[Exercise prompt]
Going through the lines below, tally those that include "MalformedPayload", and give only the number.

(Stored data)
+ + + + +

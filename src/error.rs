use crate::db::StoreError;
use actix::MailboxError;
use actix_web::{http::StatusCode, HttpResponse, ResponseError};
use serde::{Deserialize, Serialize};
use thiserror::Error;
use tracing::error;

/// Failure of a voting operation, as reported to the caller.
#[derive(Debug, Error)]
pub enum VoteError {
    #[error("{0}")]
    Validation(&'static str),

    #[error("Malformed payload: {0}")]
    MalformedPayload(String),

    #[error("User has already voted")]
    DuplicateVote,

    #[error("Unauthorized")]
    Unauthorized,

    #[error("Storage error: {0}")]
    Storage(#[source] StoreError),

    #[error("Actor mailbox error: {0}")]
    Mailbox(MailboxError),
}

impl From<MailboxError> for VoteError {
    fn from(err: MailboxError) -> Self {
        VoteError::Mailbox(err)
    }
}

impl From<StoreError> for VoteError {
    fn from(err: StoreError) -> Self {
        match err {
            StoreError::Duplicate => VoteError::DuplicateVote,
            err => VoteError::Storage(err),
        }
    }
}

#[derive(Serialize, Deserialize, Debug, PartialEq)]
pub struct ErrorBody {
    pub message: String,
}

impl ResponseError for VoteError {
    fn status_code(&self) -> StatusCode {
        match self {
            VoteError::Validation(_) | VoteError::MalformedPayload(_) => StatusCode::BAD_REQUEST,
            VoteError::DuplicateVote => StatusCode::CONFLICT,
            VoteError::Unauthorized => StatusCode::UNAUTHORIZED,
            VoteError::Storage(_) | VoteError::Mailbox(_) => StatusCode::INTERNAL_SERVER_ERROR,
        }
    }

    fn error_response(&self) -> HttpResponse {
        let status = self.status_code();
        let message = if status.is_server_error() {
            // details stay in the log
            error!(error = %self, "Request failed");
            "Internal server error".to_owned()
        } else {
            self.to_string()
        };
        HttpResponse::build(status).json(ErrorBody { message })
    }
}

+ + + + +

[Completed exercise]
2